> _Requirement_: Pull out every line below containing the word "ServeArgs".

*** Data to examine ***

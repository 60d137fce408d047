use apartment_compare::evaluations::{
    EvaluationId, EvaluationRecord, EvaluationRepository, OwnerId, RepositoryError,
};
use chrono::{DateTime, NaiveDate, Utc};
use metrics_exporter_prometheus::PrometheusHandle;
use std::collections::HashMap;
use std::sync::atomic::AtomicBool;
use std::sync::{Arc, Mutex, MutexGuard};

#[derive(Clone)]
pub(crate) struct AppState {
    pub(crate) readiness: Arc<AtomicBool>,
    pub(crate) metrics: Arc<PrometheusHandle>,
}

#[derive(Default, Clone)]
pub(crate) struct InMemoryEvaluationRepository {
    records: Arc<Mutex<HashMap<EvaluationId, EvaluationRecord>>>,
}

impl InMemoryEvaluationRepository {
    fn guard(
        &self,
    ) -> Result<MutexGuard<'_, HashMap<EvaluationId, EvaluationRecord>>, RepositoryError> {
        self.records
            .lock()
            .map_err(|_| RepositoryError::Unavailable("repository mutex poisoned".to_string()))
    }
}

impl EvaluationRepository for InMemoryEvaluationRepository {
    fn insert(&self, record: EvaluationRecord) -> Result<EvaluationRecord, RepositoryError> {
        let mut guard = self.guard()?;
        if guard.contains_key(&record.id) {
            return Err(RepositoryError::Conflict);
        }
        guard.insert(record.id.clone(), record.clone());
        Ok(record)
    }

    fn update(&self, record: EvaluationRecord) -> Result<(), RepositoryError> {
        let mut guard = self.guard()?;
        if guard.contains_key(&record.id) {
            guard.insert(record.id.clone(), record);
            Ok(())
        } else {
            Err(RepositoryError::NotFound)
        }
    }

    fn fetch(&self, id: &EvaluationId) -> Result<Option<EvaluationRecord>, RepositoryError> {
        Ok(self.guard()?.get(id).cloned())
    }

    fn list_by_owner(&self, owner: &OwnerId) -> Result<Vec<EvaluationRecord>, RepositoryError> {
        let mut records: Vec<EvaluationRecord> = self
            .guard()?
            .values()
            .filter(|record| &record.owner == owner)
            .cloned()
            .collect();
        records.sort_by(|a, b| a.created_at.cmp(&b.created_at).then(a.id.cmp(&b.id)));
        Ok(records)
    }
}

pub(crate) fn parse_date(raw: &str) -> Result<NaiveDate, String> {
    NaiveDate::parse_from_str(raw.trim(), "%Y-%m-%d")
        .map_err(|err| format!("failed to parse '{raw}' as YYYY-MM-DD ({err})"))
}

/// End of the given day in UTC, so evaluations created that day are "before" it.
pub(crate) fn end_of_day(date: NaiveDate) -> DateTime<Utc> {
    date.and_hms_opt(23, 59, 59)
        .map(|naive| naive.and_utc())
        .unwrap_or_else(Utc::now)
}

*** End of Data to examine ***
*** Data to examine ***

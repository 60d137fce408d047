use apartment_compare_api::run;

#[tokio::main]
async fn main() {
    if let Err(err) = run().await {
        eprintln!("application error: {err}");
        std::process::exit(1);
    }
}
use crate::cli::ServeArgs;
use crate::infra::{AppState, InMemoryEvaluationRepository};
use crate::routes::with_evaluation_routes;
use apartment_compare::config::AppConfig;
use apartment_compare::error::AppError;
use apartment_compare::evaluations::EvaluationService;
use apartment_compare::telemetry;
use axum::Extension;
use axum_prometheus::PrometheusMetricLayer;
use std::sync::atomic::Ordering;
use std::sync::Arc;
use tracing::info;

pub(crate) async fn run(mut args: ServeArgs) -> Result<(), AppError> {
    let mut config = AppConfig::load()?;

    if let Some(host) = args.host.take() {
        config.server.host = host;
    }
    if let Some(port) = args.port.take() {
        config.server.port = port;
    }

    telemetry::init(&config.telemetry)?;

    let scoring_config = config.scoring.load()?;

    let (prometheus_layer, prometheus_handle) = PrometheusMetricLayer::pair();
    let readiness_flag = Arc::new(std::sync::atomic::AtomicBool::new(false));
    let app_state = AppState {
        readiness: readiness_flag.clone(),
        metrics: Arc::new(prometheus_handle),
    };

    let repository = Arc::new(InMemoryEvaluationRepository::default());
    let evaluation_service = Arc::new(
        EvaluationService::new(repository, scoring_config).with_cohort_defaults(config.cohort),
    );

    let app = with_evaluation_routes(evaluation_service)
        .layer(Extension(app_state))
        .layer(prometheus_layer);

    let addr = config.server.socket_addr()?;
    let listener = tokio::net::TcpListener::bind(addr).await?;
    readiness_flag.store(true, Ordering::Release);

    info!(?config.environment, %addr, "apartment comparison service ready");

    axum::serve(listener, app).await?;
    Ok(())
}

*** End of Data to examine ***
*** Data to examine ***

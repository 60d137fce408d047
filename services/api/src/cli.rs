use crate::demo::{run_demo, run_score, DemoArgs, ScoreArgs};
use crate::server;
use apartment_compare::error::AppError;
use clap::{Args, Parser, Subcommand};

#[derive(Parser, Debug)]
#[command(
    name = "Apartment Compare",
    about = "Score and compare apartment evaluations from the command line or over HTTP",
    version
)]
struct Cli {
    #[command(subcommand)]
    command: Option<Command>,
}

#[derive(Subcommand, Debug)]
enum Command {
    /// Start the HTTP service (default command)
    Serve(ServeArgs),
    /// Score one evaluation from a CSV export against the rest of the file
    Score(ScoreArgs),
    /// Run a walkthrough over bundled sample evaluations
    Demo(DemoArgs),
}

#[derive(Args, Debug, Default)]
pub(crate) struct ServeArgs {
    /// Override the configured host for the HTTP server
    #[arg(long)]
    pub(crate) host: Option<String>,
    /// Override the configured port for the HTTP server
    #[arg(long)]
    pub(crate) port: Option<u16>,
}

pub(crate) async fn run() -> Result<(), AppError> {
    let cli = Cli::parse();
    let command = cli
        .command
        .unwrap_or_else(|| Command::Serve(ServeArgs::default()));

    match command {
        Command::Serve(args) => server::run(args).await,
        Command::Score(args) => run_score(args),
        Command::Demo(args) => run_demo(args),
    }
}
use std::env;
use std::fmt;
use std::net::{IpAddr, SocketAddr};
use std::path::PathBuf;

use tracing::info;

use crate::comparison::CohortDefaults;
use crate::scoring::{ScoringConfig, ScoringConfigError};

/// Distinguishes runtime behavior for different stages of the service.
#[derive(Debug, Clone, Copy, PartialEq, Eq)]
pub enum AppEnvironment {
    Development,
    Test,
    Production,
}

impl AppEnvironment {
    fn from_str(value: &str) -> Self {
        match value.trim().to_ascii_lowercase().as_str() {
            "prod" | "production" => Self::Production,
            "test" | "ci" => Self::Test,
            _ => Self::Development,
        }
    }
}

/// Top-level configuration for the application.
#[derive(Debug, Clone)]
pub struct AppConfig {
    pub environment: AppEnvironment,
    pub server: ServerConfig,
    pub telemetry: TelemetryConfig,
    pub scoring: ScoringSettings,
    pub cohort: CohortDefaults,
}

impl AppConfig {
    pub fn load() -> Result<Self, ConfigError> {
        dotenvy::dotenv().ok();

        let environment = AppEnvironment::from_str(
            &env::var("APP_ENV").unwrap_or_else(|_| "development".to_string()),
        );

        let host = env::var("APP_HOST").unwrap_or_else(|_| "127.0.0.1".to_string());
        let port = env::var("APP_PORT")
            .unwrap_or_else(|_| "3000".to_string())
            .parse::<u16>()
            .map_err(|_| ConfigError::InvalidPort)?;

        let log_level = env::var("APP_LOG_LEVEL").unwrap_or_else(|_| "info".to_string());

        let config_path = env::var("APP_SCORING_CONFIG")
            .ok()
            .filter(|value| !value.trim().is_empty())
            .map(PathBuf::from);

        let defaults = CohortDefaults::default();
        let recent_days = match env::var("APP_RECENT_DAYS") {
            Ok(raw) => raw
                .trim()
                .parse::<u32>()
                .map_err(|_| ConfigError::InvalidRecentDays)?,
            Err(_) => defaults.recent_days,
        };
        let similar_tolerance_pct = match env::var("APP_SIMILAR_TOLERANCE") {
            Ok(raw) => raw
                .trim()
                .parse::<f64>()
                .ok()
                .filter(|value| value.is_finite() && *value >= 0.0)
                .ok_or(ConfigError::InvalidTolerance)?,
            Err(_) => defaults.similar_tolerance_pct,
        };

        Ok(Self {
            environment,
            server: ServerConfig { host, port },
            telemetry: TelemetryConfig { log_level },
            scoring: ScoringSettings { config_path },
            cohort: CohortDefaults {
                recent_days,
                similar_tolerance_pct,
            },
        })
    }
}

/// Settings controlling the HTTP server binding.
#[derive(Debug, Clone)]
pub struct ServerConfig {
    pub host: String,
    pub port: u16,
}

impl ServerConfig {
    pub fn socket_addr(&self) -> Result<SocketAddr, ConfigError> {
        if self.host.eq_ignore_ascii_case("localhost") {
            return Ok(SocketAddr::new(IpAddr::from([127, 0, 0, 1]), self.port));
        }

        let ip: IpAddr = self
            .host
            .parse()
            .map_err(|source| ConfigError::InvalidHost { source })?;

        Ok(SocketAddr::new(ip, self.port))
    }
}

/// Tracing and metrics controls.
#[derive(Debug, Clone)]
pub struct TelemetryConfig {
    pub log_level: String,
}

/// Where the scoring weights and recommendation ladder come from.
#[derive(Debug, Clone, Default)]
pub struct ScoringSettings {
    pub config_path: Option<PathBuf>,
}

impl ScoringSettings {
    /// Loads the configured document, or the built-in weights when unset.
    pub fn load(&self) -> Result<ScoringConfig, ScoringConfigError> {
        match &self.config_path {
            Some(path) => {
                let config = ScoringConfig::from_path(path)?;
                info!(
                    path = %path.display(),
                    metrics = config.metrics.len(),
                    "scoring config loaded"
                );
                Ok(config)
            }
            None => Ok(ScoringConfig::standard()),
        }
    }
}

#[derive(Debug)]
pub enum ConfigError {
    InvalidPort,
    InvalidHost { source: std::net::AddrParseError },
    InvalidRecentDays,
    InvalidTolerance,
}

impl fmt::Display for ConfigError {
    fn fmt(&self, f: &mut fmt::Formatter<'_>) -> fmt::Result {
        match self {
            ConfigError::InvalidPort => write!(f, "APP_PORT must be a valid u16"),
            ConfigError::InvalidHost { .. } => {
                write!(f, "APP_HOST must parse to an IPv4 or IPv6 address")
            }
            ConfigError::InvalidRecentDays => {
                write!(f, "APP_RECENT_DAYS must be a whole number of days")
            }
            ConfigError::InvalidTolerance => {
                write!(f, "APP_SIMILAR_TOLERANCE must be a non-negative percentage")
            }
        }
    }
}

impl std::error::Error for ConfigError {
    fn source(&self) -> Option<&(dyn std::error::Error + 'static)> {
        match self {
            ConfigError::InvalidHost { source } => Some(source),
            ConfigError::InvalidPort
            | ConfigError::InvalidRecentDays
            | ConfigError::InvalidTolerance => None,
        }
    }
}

*** End of Data to examine ***

> _Output for this exercise_:
use crate::cli::ServeArgs;
pub(crate) async fn run(mut args: ServeArgs) -> Result<(), AppError> {
    Serve(ServeArgs),
pub(crate) struct ServeArgs {
        .unwrap_or_else(|| Command::Serve(ServeArgs::default()));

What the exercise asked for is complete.